Are we at the right Wesleyan?

So about two months ago the two of us came up from Jersey to attend this hardcore progressive Wesleyan University we’d heard so much about. We’ve always been told that its professors, administrators, and students, have long supported the ideal of social justice.

The thought of going to a place where people actually cared about something made us giddier than Dubya holding a pound of Peruvian Blueflake. It didn’t even enter our minds that when given a choice between defending decent labor practices and supporting minimum-wage slavery that there’d actually be support for the latter.
The way we see it, the issues surrounding University dining services present the Wesleyan community with a choice between a real-world application of the long-standing progressive values that made this place so attractive to us, and a policy characterized by the sort of narrow self-interest and hypocrisy that used to be reserved for the Ivy League.

The worker-designed proposal for dining service reform is exactly the kind of proposal that any progressive student body would readily support. It includes a program for improving dining quality and protects the rights and needs of workers both here on campus and throughout the Middletown community. It recognizes the need for collective bargaining in the struggle for a balanced power dynamic in the labor/management relationship.

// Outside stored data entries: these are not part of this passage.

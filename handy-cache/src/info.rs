//! Store status snapshot parsed from an `INFO` reply

use serde::Serialize;
use std::collections::BTreeMap;

/// `field: value` pairs grouped by lower-cased section name
#[derive(Debug, Clone, Default, PartialEq, Eq, Serialize)]
pub struct StoreInfo {
    sections: BTreeMap<String, BTreeMap<String, String>>,
}

impl StoreInfo {
    /// Parse the text format of a Redis `INFO` reply
    ///
    /// ```text
    /// # Server
    /// redis_version:7.2.4
    /// # Keyspace
    /// db0:keys=12,expires=12,avg_ttl=0
    /// ```
    pub fn parse(text: &str) -> Self {
        let mut sections: BTreeMap<String, BTreeMap<String, String>> = BTreeMap::new();
        let mut current = String::from("default");

        for line in text.lines() {
            let line = line.trim();
            if line.is_empty() {
                continue;
            }
            if let Some(name) = line.strip_prefix('#') {
                current = name.trim().to_lowercase();
                sections.entry(current.clone()).or_default();
                continue;
            }
            if let Some((field, value)) = line.split_once(':') {
                sections
                    .entry(current.clone())
                    .or_default()
                    .insert(field.trim().to_string(), value.trim().to_string());
            }
        }

        Self { sections }
    }

    /// Look up a single field, section names are case-insensitive
    pub fn get(&self, section: &str, field: &str) -> Option<&str> {
        self.sections
            .get(&section.to_lowercase())
            .and_then(|fields| fields.get(field))
            .map(String::as_str)
    }

    pub fn section(&self, section: &str) -> Option<&BTreeMap<String, String>> {
        self.sections.get(&section.to_lowercase())
    }

    pub fn sections(&self) -> impl Iterator<Item = (&str, &BTreeMap<String, String>)> {
        self.sections.iter().map(|(name, fields)| (name.as_str(), fields))
    }

    pub fn is_empty(&self) -> bool {
        self.sections.values().all(BTreeMap::is_empty)
    }

    /// Key count of a logical database (`db0:keys=12,...`)
    pub fn keyspace_keys(&self, database: u8) -> Option<u64> {
        let entry = self.get("keyspace", &format!("db{database}"))?;
        entry
            .split(',')
            .find_map(|part| part.strip_prefix("keys="))
            .and_then(|n| n.parse().ok())
    }
}
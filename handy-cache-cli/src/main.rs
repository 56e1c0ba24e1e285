use anyhow::{Context, Result};
use clap::Parser;
use colored::Colorize;
use handy_cache::{
    CacheClient, CacheConfig, CacheStore, DEFAULT_RETAINED, Identity, Lookup, MemoryStore, Outcome,
    StoreInfo,
};
use rustyline::DefaultEditor;
use rustyline::error::ReadlineError;
use std::path::PathBuf;
use std::time::Instant;
use tracing::{error, info};

#[derive(Parser, Debug)]
#[command(name = "handy-cache")]
#[command(about = "handy-cache CLI - inspect and maintain a scoped Redis cache", long_about = None)]
struct Args {
    /// YAML configuration file
    #[arg(short = 'c', long)]
    config: Option<PathBuf>,

    /// Store host (overrides config)
    #[arg(short = 'H', long)]
    host: Option<String>,

    /// Store port (overrides config)
    #[arg(short = 'p', long)]
    port: Option<u16>,

    /// Act on behalf of this user (keys are scoped to `user_<name>_`)
    #[arg(short = 'u', long)]
    user: Option<String>,

    /// Use an in-process store instead of Redis
    #[arg(long)]
    memory: bool,

    /// Command to execute (if not in interactive mode)
    #[arg(trailing_var_arg = true)]
    command: Vec<String>,
}

struct Shell<S: CacheStore> {
    client: CacheClient<S>,
    identity: Identity,
}

impl<S: CacheStore> Shell<S> {
    fn new(client: CacheClient<S>, user: Option<String>) -> Self {
        Self {
            client,
            identity: Identity { username: user },
        }
    }

    async fn execute_command(&mut self, command: &str, args: &[String]) -> Result<String> {
        let start = Instant::now();

        let response = match command.to_uppercase().as_str() {
            "GET" => self.cmd_get(args).await?,
            "SET" => self.cmd_set(args).await?,
            "TTL" => self.cmd_ttl(args).await?,
            "EXISTS" => self.cmd_exists(args).await?,
            "DEL" | "DELETE" => self.cmd_del(args, false).await?,
            "DELPREFIX" => self.cmd_del(args, true).await?,
            "KEYS" | "SCAN" => self.cmd_keys(args).await?,
            "PRUNE" => self.cmd_prune(args).await?,
            "KEEP" => self.cmd_keep(args).await?,
            "FLUSHDB" => self.cmd_flushdb().await?,
            "INFO" => self.cmd_info(args).await?,
            "PING" => self.cmd_ping().await?,
            "USER" => self.cmd_user(args),
            "HELP" => self.help_text(),
            _ => return Err(anyhow::anyhow!("Unknown command: {}", command)),
        };

        let elapsed = start.elapsed();
        Ok(format!(
            "{}\n{}",
            response,
            format!("({:.2?})", elapsed).dimmed()
        ))
    }

    async fn cmd_get(&self, args: &[String]) -> Result<String> {
        let key = args.first().context("Usage: GET key")?;

        match self.client.get::<serde_json::Value>(&self.identity, key).await {
            Lookup::Hit(value) => Ok(serde_json::to_string_pretty(&value)?),
            Lookup::Miss => Ok("(nil)".dimmed().to_string()),
            Lookup::Degraded(reason) => Ok(format!(
                "{} {}",
                "(nil)".dimmed(),
                format!("[{}]", reason).yellow()
            )),
        }
    }

    async fn cmd_set(&self, args: &[String]) -> Result<String> {
        if args.len() < 2 {
            return Err(anyhow::anyhow!("Usage: SET key value [ttl]"));
        }

        let value = parse_value(&args[1]);
        let outcome = match args.get(2) {
            Some(ttl) => {
                let ttl = ttl
                    .parse::<u64>()
                    .with_context(|| format!("invalid ttl '{}'", ttl))?;
                self.client
                    .set_with_ttl(&self.identity, &args[0], &value, ttl)
                    .await
            }
            None => self.client.set(&self.identity, &args[0], &value).await,
        };

        settle(outcome)?;
        Ok("OK".green().to_string())
    }

    async fn cmd_ttl(&self, args: &[String]) -> Result<String> {
        let key = args.first().context("Usage: TTL key")?;

        match self.client.get_ttl(&self.identity, key).await {
            Lookup::Hit(ttl) => Ok(format!("(integer) {}", ttl.as_secs())),
            Lookup::Miss => Ok("(nil)".dimmed().to_string()),
            Lookup::Degraded(reason) => Err(reason.into()),
        }
    }

    async fn cmd_exists(&self, args: &[String]) -> Result<String> {
        let key = args.first().context("Usage: EXISTS key")?;

        let effective = self.client.effective_key(&self.identity, key);
        let exists = settle(self.client.exists(&effective).await)?;
        Ok(format!("(integer) {}", if exists { 1 } else { 0 }))
    }

    async fn cmd_del(&self, args: &[String], recursive: bool) -> Result<String> {
        let usage = if recursive {
            "Usage: DELPREFIX prefix"
        } else {
            "Usage: DEL key [key ...]"
        };
        if args.is_empty() {
            return Err(anyhow::anyhow!(usage));
        }

        let mut deleted = 0;
        for key in args {
            deleted += settle(
                self.client
                    .delete_keys(&self.identity, key, recursive)
                    .await,
            )?;
        }
        Ok(format!("(integer) {}", deleted))
    }

    async fn cmd_keys(&self, args: &[String]) -> Result<String> {
        let pattern = args.first().map(String::as_str).unwrap_or("*");

        let mut keys = self.client.scanner(pattern).collect_all().await?;
        if keys.is_empty() {
            return Ok("(empty list or set)".dimmed().to_string());
        }

        keys.sort();
        Ok(keys
            .iter()
            .enumerate()
            .map(|(i, key)| format!("{}) \"{}\"", i + 1, key))
            .collect::<Vec<_>>()
            .join("\n"))
    }

    async fn cmd_prune(&self, args: &[String]) -> Result<String> {
        if args.is_empty() {
            return Err(anyhow::anyhow!("Usage: PRUNE prefix [prefix ...]"));
        }

        let deleted = settle(self.client.delete_without_prefixes(args).await)?;
        Ok(format!("(integer) {}", deleted))
    }

    async fn cmd_keep(&self, args: &[String]) -> Result<String> {
        let keep = args.first().map_or(DEFAULT_RETAINED, String::as_str);

        let deleted = settle(self.client.delete_all_except(keep).await)?;
        Ok(format!("(integer) {}", deleted))
    }

    async fn cmd_flushdb(&self) -> Result<String> {
        settle(self.client.flush().await)?;
        Ok("OK".green().to_string())
    }

    async fn cmd_info(&self, args: &[String]) -> Result<String> {
        let info = settle(self.client.info().await)?;
        Ok(match args.first() {
            Some(section) => {
                let fields = info
                    .section(section)
                    .with_context(|| format!("no such section: {}", section))?;
                format_section(section, fields)
            }
            None => format_info(&info),
        })
    }

    async fn cmd_ping(&self) -> Result<String> {
        settle(self.client.ping().await)?;
        Ok("PONG".green().to_string())
    }

    fn cmd_user(&mut self, args: &[String]) -> String {
        self.identity = Identity {
            username: args.first().cloned(),
        };
        match self.identity.username() {
            Some(name) => format!("Acting as {}", name.bold()),
            None => "Acting anonymously".to_string(),
        }
    }

    fn prompt(&self, target: &str) -> String {
        let who = self.identity.username().unwrap_or("-");
        format!("{}> ", format!("handy-cache {} ({})", target, who).green())
    }

    fn help_text(&self) -> String {
        format!(
            r#"{}

{}
  GET key                    Get the cached value of key
  SET key value [ttl]        Cache a JSON value (plain text otherwise), default TTL 6h
  TTL key                    Remaining time to live in seconds
  EXISTS key                 Check if key exists

{}
  DEL key [key ...]          Delete keys
  DELPREFIX prefix           Delete every key starting with prefix
  PRUNE prefix [prefix ...]  Delete every key not starting with one of the prefixes
  KEEP [substring]           Delete every key not containing substring (default PHPREDIS_SESSION)
  FLUSHDB                    Remove all keys from database

{}
  KEYS [pattern]             Scan keys matching a glob pattern
  INFO [section]             Store status report
  PING                       Ping the store

{}
  USER [name]                Act as user (no name: anonymous)
  HELP                       Show this help message
  QUIT                       Exit the CLI

Keys are scoped to user_<name>_ unless they contain _noUserData_.
DELPREFIX is scoped; KEYS, PRUNE and KEEP see raw store keys.
"#,
            "handy-cache CLI - Available Commands".bold().cyan(),
            "Entry Commands:".bold(),
            "Maintenance Commands:".bold(),
            "Store Commands:".bold(),
            "Session Commands:".bold(),
        )
    }
}

/// Turn a degraded outcome into an error for display
fn settle<T>(outcome: Outcome<T>) -> Result<T> {
    match outcome {
        Outcome::Done(value) => Ok(value),
        Outcome::Degraded(reason) => Err(reason.into()),
    }
}

/// JSON when it parses, plain string otherwise
fn parse_value(raw: &str) -> serde_json::Value {
    serde_json::from_str(raw).unwrap_or_else(|_| serde_json::Value::String(raw.to_string()))
}

fn format_section(name: &str, fields: &std::collections::BTreeMap<String, String>) -> String {
    let mut out = format!("# {}", name).bold().to_string();
    for (field, value) in fields {
        out.push_str(&format!("\n{}:{}", field, value));
    }
    out
}

fn format_info(info: &StoreInfo) -> String {
    info.sections()
        .map(|(name, fields)| format_section(name, fields))
        .collect::<Vec<_>>()
        .join("\n\n")
}

fn load_config(args: &Args) -> Result<CacheConfig> {
    let mut config = match &args.config {
        Some(path) => CacheConfig::from_file(path)
            .with_context(|| format!("failed to load {}", path.display()))?,
        None => CacheConfig::default(),
    };
    config.apply_env_overrides()?;

    if let Some(host) = &args.host {
        config.store.host = host.clone();
    }
    if let Some(port) = args.port {
        config.store.port = port;
    }

    config.validate()?;
    Ok(config)
}

fn init_logging(config: &CacheConfig) {
    let log_level = std::env::var("RUST_LOG").unwrap_or_else(|_| config.logging.level.clone());
    let builder = tracing_subscriber::fmt()
        .with_writer(std::io::stdout)
        .with_env_filter(tracing_subscriber::EnvFilter::new(log_level))
        .with_target(false)
        .with_thread_ids(false)
        .with_thread_names(false)
        .with_file(false)
        .with_line_number(false);

    if config.logging.format == "json" {
        builder.json().init();
    } else {
        builder.init();
    }
}

#[tokio::main]
async fn main() -> Result<()> {
    let args = Args::parse();
    let config = load_config(&args)?;
    init_logging(&config);

    let target = if args.memory {
        "memory".to_string()
    } else {
        format!("{}:{}", config.store.host, config.store.port)
    };

    if args.memory {
        let client = CacheClient::with_store(MemoryStore::new(), &config);
        run(Shell::new(client, args.user), args.command, &target).await
    } else {
        let client = CacheClient::connect(&config)?;
        run(Shell::new(client, args.user), args.command, &target).await
    }
}

async fn run<S: CacheStore>(mut shell: Shell<S>, command: Vec<String>, target: &str) -> Result<()> {
    if let Some((cmd, cmd_args)) = command.split_first() {
        // Command mode: execute single command and exit
        match shell.execute_command(cmd, cmd_args).await {
            Ok(output) => {
                info!("{}", output);
                Ok(())
            }
            Err(e) => {
                error!(error = %e, "{}", format!("Error: {}", e).red());
                std::process::exit(1);
            }
        }
    } else {
        run_interactive(shell, target).await
    }
}

async fn run_interactive<S: CacheStore>(mut shell: Shell<S>, target: &str) -> Result<()> {
    info!(
        "{}",
        format!("handy-cache CLI v{}", env!("CARGO_PKG_VERSION"))
            .bold()
            .cyan()
    );
    if !shell.client.is_enabled() {
        info!("{}", "Cache is disabled: reads miss and writes are dropped".yellow());
    }
    info!("Store: {}", target);
    info!("Type {} for available commands\n", "HELP".bold());

    let mut rl = DefaultEditor::new()?;

    loop {
        let readline = rl.readline(&shell.prompt(target));

        match readline {
            Ok(line) => {
                if line.trim().is_empty() {
                    continue;
                }

                rl.add_history_entry(&line)?;

                let parts: Vec<String> = line.split_whitespace().map(String::from).collect();
                let Some((cmd, args)) = parts.split_first() else {
                    continue;
                };

                if cmd.eq_ignore_ascii_case("QUIT") || cmd.eq_ignore_ascii_case("EXIT") {
                    info!("Goodbye!");
                    break;
                }

                match shell.execute_command(cmd, args).await {
                    Ok(output) => info!("{}", output),
                    Err(e) => {
                        error!(error = %e, "{}", format!("Error: {}", e).red());
                    }
                }
            }
            Err(ReadlineError::Interrupted) => {
                info!("^C");
                continue;
            }
            Err(ReadlineError::Eof) => {
                info!("Goodbye!");
                break;
            }
            Err(err) => {
                error!(error = ?err, "Readline error: {:?}", err);
                break;
            }
        }
    }

    Ok(())
}
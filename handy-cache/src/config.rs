use crate::error::{CacheError, Result};
use crate::scanner::DEFAULT_PAGE_SIZE;
use serde::{Deserialize, Serialize};
use std::fs;
use std::path::Path;
use std::time::Duration;

/// Entry lifetime used when a write does not give one (6 hours)
pub const DEFAULT_TTL_SECS: u64 = 21_600;

pub const ENV_ENABLED: &str = "HANDY_CACHE_ENABLED";
pub const ENV_HOST: &str = "HANDY_CACHE_HOST";
pub const ENV_PORT: &str = "HANDY_CACHE_PORT";

/// Cache configuration
#[derive(Debug, Clone, Serialize, Deserialize)]
#[serde(default)]
pub struct CacheConfig {
    /// Feature gate; when off every operation is a no-op
    pub enabled: bool,
    pub store: StoreConfig,
    pub default_ttl_secs: u64,
    /// zstd level 0-9 applied to new writes
    pub compress_level: u8,
    pub scan_page_size: usize,
    /// Upper bound on keys per `DEL` during bulk deletes
    pub delete_batch_size: usize,
    pub logging: LoggingConfig,
}

#[derive(Debug, Clone, Serialize, Deserialize)]
#[serde(default)]
pub struct StoreConfig {
    pub host: String,
    pub port: u16,
    pub database: u8,
    pub password: Option<String>,
    /// Keep the connection open between calls
    pub persistent: bool,
    pub timeout_ms: u64,
}

#[derive(Debug, Clone, Serialize, Deserialize)]
#[serde(default)]
pub struct LoggingConfig {
    pub level: String,
    /// `text` or `json`
    pub format: String,
}

impl Default for CacheConfig {
    fn default() -> Self {
        Self {
            enabled: true,
            store: StoreConfig::default(),
            default_ttl_secs: DEFAULT_TTL_SECS,
            compress_level: 5,
            scan_page_size: DEFAULT_PAGE_SIZE,
            delete_batch_size: 500,
            logging: LoggingConfig::default(),
        }
    }
}

impl Default for StoreConfig {
    fn default() -> Self {
        Self {
            host: "127.0.0.1".to_string(),
            port: 6379,
            database: 0,
            password: None,
            persistent: true,
            timeout_ms: 2000,
        }
    }
}

impl Default for LoggingConfig {
    fn default() -> Self {
        Self {
            level: "info".to_string(),
            format: "text".to_string(),
        }
    }
}

impl CacheConfig {
    /// Load configuration from a YAML file
    pub fn from_file<P: AsRef<Path>>(path: P) -> Result<Self> {
        let path = path.as_ref();
        let content = fs::read_to_string(path)
            .map_err(|e| CacheError::Config(format!("{}: {e}", path.display())))?;
        Self::from_yaml_str(&content)
    }

    pub fn from_yaml_str(content: &str) -> Result<Self> {
        let config: CacheConfig = serde_yaml::from_str(content)?;
        Ok(config)
    }

    /// Reject settings the client cannot run with
    pub fn validate(&self) -> Result<()> {
        let invalid = |msg: &str| Err(CacheError::Config(msg.to_string()));

        if self.store.host.trim().is_empty() {
            return invalid("store.host must not be empty");
        }
        if self.store.port == 0 {
            return invalid("store.port must not be 0");
        }
        if self.store.timeout_ms == 0 {
            return invalid("store.timeout_ms must be positive");
        }
        if self.default_ttl_secs == 0 {
            return invalid("default_ttl_secs must be positive");
        }
        if self.compress_level > 9 {
            return invalid("compress_level must be between 0 and 9");
        }
        if self.scan_page_size == 0 {
            return invalid("scan_page_size must be positive");
        }
        if self.delete_batch_size == 0 {
            return invalid("delete_batch_size must be positive");
        }
        if !matches!(self.logging.format.as_str(), "text" | "json") {
            return Err(CacheError::Config(format!(
                "unknown logging.format '{}' (expected text or json)",
                self.logging.format
            )));
        }
        Ok(())
    }

    /// Apply `HANDY_CACHE_*` environment variables on top of the loaded values
    pub fn apply_env_overrides(&mut self) -> Result<()> {
        self.apply_overrides(|name| std::env::var(name).ok())
    }

    fn apply_overrides(&mut self, lookup: impl Fn(&str) -> Option<String>) -> Result<()> {
        if let Some(raw) = lookup(ENV_ENABLED) {
            self.enabled = match raw.trim().to_ascii_lowercase().as_str() {
                "1" | "true" | "yes" | "on" => true,
                "0" | "false" | "no" | "off" => false,
                other => {
                    return Err(CacheError::Config(format!(
                        "{ENV_ENABLED}: expected a boolean, got '{other}'"
                    )));
                }
            };
        }
        if let Some(host) = lookup(ENV_HOST) {
            self.store.host = host;
        }
        if let Some(raw) = lookup(ENV_PORT) {
            self.store.port = raw
                .trim()
                .parse()
                .map_err(|_| CacheError::Config(format!("{ENV_PORT}: invalid port '{raw}'")))?;
        }
        Ok(())
    }
}

impl StoreConfig {
    /// `redis://[:password@]host:port/db`
    pub fn connection_url(&self) -> String {
        match self.password.as_deref().filter(|p| !p.is_empty()) {
            Some(password) => format!(
                "redis://:{password}@{}:{}/{}",
                self.host, self.port, self.database
            ),
            None => format!("redis://{}:{}/{}", self.host, self.port, self.database),
        }
    }

    pub fn timeout(&self) -> Duration {
        Duration::from_millis(self.timeout_ms)
    }
}
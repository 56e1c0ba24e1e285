use super::{CacheStore, StoreTtl};
use crate::error::{CacheError, Result};
use crate::info::StoreInfo;
use crate::pattern;
use async_trait::async_trait;
use parking_lot::{Mutex, RwLock};
use radix_trie::{Trie, TrieCommon};
use std::collections::BTreeMap;
use std::sync::Arc;
use std::sync::atomic::{AtomicBool, AtomicU64, Ordering};
use std::time::{Duration, Instant};
use tracing::debug;

/// Stored value with its expiry
#[derive(Debug, Clone)]
struct StoredValue {
    data: Vec<u8>,
    expires_at: Option<Instant>,
}

/// Abandoned scans leave their cursor behind; the oldest are dropped past this
const MAX_OPEN_CURSORS: usize = 1024;

/// Expiry instant `ttl_secs` from now, `None` when it is beyond what `Instant` can hold
fn expiry_after(ttl_secs: u64) -> Option<Instant> {
    Instant::now().checked_add(Duration::from_secs(ttl_secs))
}

impl StoredValue {
    fn new(data: Vec<u8>, expires_at: Option<Instant>) -> Self {
        Self { data, expires_at }
    }

    fn is_expired(&self) -> bool {
        self.expires_at.is_some_and(|at| Instant::now() >= at)
    }

    /// Remaining lifetime rounded up to whole seconds
    fn remaining_ttl_secs(&self) -> Option<u64> {
        self.expires_at.map(|at| {
            let left = at.saturating_duration_since(Instant::now());
            left.as_millis().div_ceil(1000) as u64
        })
    }
}

/// Operation counters for [`MemoryStore`]
#[derive(Debug, Default, Clone, PartialEq, Eq)]
pub struct MemoryStats {
    pub gets: u64,
    pub sets: u64,
    pub dels: u64,
    pub hits: u64,
    pub misses: u64,
    /// Number of `scan` round trips served
    pub scans: u64,
}

/// In-process store with Redis semantics (expiry, glob `MATCH`, cursor `SCAN`)
#[derive(Clone, Default)]
pub struct MemoryStore {
    data: Arc<RwLock<Trie<String, StoredValue>>>,
    stats: Arc<RwLock<MemoryStats>>,
    /// Cursor token → last key examined by the page that issued it
    cursors: Arc<Mutex<BTreeMap<u64, String>>>,
    next_cursor: Arc<AtomicU64>,
    offline: Arc<AtomicBool>,
}

impl MemoryStore {
    pub fn new() -> Self {
        Self::default()
    }

    /// Write raw bytes, bypassing any codec. `None` (or a lifetime too far out
    /// to represent) keeps the key forever.
    pub fn set_raw(&self, key: &str, data: Vec<u8>, ttl_secs: Option<u64>) {
        let expires_at = ttl_secs.and_then(expiry_after);
        self.data
            .write()
            .insert(key.to_string(), StoredValue::new(data, expires_at));
    }

    /// Raw bytes stored under a key, ignoring expiry bookkeeping
    pub fn get_raw(&self, key: &str) -> Option<Vec<u8>> {
        self.data
            .read()
            .get(key)
            .filter(|value| !value.is_expired())
            .map(|value| value.data.clone())
    }

    /// Live keys, sorted
    pub fn keys(&self) -> Vec<String> {
        let data = self.data.read();
        let mut keys: Vec<String> = data
            .iter()
            .filter(|(_, v)| !v.is_expired())
            .map(|(k, _)| k.clone())
            .collect();
        keys.sort();
        keys
    }

    pub fn len(&self) -> usize {
        self.keys().len()
    }

    pub fn is_empty(&self) -> bool {
        self.len() == 0
    }

    pub fn stats(&self) -> MemoryStats {
        self.stats.read().clone()
    }

    /// Simulate an unreachable store: every call fails with
    /// [`CacheError::ConnectionUnavailable`] until switched back.
    pub fn set_offline(&self, offline: bool) {
        self.offline.store(offline, Ordering::SeqCst);
    }

    fn check_online(&self) -> Result<()> {
        if self.offline.load(Ordering::SeqCst) {
            Err(CacheError::ConnectionUnavailable(
                "memory store offline".to_string(),
            ))
        } else {
            Ok(())
        }
    }

    /// Sorted live keys sharing the literal prefix of `pattern`
    fn candidates(&self, pattern: &str) -> Vec<String> {
        let prefix = pattern::literal_prefix(pattern);
        let data = self.data.read();

        let mut keys: Vec<String> = if prefix.is_empty() {
            data.iter()
                .filter(|(_, v)| !v.is_expired())
                .map(|(k, _)| k.clone())
                .collect()
        } else {
            data.get_raw_descendant(prefix.as_str())
                .map(|subtrie| {
                    subtrie
                        .iter()
                        .filter(|(k, v)| k.starts_with(&prefix) && !v.is_expired())
                        .map(|(k, _)| k.clone())
                        .collect()
                })
                .unwrap_or_default()
        };

        keys.sort();
        keys
    }
}

#[async_trait]
impl CacheStore for MemoryStore {
    async fn ensure_connected(&self) -> Result<()> {
        self.check_online()
    }

    async fn ping(&self) -> Result<()> {
        self.check_online()
    }

    async fn get(&self, key: &str) -> Result<Option<Vec<u8>>> {
        self.check_online()?;
        debug!("GET key={}", key);

        let mut data = self.data.write();
        let mut stats = self.stats.write();
        stats.gets += 1;

        match data.get(key).map(StoredValue::is_expired) {
            Some(true) => {
                debug!("Key expired: {}", key);
                data.remove(key);
                stats.misses += 1;
                Ok(None)
            }
            Some(false) => {
                stats.hits += 1;
                Ok(data.get(key).map(|value| value.data.clone()))
            }
            None => {
                stats.misses += 1;
                Ok(None)
            }
        }
    }

    async fn set_ex(&self, key: &str, value: &[u8], ttl_secs: u64) -> Result<()> {
        self.check_online()?;
        if ttl_secs == 0 {
            return Err(CacheError::Store(
                "invalid expire time in 'set' command".to_string(),
            ));
        }
        let expires_at = expiry_after(ttl_secs).ok_or_else(|| {
            CacheError::Store("invalid expire time in 'set' command".to_string())
        })?;
        debug!("SET key={}, size={}, ttl={}", key, value.len(), ttl_secs);

        self.data.write().insert(
            key.to_string(),
            StoredValue::new(value.to_vec(), Some(expires_at)),
        );
        self.stats.write().sets += 1;
        Ok(())
    }

    async fn ttl(&self, key: &str) -> Result<StoreTtl> {
        self.check_online()?;
        let data = self.data.read();
        Ok(match data.get(key) {
            None => StoreTtl::Missing,
            Some(value) if value.is_expired() => StoreTtl::Missing,
            Some(value) => match value.remaining_ttl_secs() {
                Some(secs) => StoreTtl::Expires(secs),
                None => StoreTtl::Persistent,
            },
        })
    }

    async fn exists(&self, key: &str) -> Result<bool> {
        self.check_online()?;
        let data = self.data.read();
        Ok(data.get(key).is_some_and(|value| !value.is_expired()))
    }

    async fn del(&self, keys: &[String]) -> Result<usize> {
        self.check_online()?;
        debug!("DEL count={}", keys.len());

        let mut data = self.data.write();
        let mut removed = 0;
        for key in keys {
            if let Some(value) = data.remove(key.as_str()) {
                if !value.is_expired() {
                    removed += 1;
                }
            }
        }

        self.stats.write().dels += removed as u64;
        Ok(removed)
    }

    async fn scan(&self, cursor: u64, pattern: &str, count: usize) -> Result<(u64, Vec<String>)> {
        self.check_online()?;
        debug!("SCAN cursor={}, pattern={}, count={}", cursor, pattern, count);

        let resume_after = if cursor == 0 {
            None
        } else {
            let token = self.cursors.lock().remove(&cursor);
            Some(token.ok_or_else(|| CacheError::Store("invalid cursor".to_string()))?)
        };

        let keys = self.candidates(pattern);
        let start = match &resume_after {
            Some(last) => keys.partition_point(|k| k <= last),
            None => 0,
        };

        let count = count.max(1);
        let window = &keys[start..keys.len().min(start + count)];
        let page: Vec<String> = window
            .iter()
            .filter(|key| pattern::glob_match(pattern, key))
            .cloned()
            .collect();

        let next = match window.last() {
            Some(last) if start + window.len() < keys.len() => {
                let token = self.next_cursor.fetch_add(1, Ordering::SeqCst) + 1;
                let mut cursors = self.cursors.lock();
                cursors.insert(token, last.clone());
                while cursors.len() > MAX_OPEN_CURSORS {
                    cursors.pop_first();
                }
                token
            }
            _ => 0,
        };

        self.stats.write().scans += 1;
        Ok((next, page))
    }

    async fn flush(&self) -> Result<()> {
        self.check_online()?;
        debug!("FLUSHDB");
        *self.data.write() = Trie::new();
        self.cursors.lock().clear();
        Ok(())
    }

    async fn info(&self) -> Result<StoreInfo> {
        self.check_online()?;

        let (keys, expires) = {
            let data = self.data.read();
            data.iter()
                .filter(|(_, v)| !v.is_expired())
                .fold((0usize, 0usize), |(keys, expires), (_, v)| {
                    (keys + 1, expires + usize::from(v.expires_at.is_some()))
                })
        };
        let stats = self.stats();

        let mut text = String::new();
        text.push_str("# Server\r\nstore_mode:memory\r\n\r\n");
        text.push_str(&format!(
            "# Stats\r\nkeyspace_hits:{}\r\nkeyspace_misses:{}\r\ntotal_sets:{}\r\ntotal_deletes:{}\r\ntotal_scans:{}\r\n\r\n",
            stats.hits, stats.misses, stats.sets, stats.dels, stats.scans
        ));
        text.push_str("# Keyspace\r\n");
        if keys > 0 {
            text.push_str(&format!("db0:keys={keys},expires={expires}\r\n"));
        }

        Ok(StoreInfo::parse(&text))
    }
}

The WSA proposal, on the other hand, seems to value falafel over workers’ rights. It allows for the expansion of points off campus without even considering the treatment and representation of labor within the chosen establishment. And if the blatant disregard for labor conditions wasn’t bad enough, the WSA resolution contains no protection against future expansion of points off campus to additional restaurants in years to come, which could mean the loss of unionized positions here on campus as a result of decreased demand for on-campus services, in addition to the acceptance of sub-par labor treatment outside of the Wesleyan campus. Adding insult to the students’ and to the workers’ injury, this policy could also become an excuse for decreased food quality, which leaves frosh and anyone unwilling to trek down to Main St. for a decent meal in the middle of the winter without adequate dining options. Doesn’t that bother anyone else?

What we’re trying to say is, we’re a little confused as to which Wesleyan we’ve ended up at. Are we attending the compassionate, liberal Wesleyan that acts on its principles, or are we attending some other school filled with SUV-driving armchair activists who talk global and act nowhere?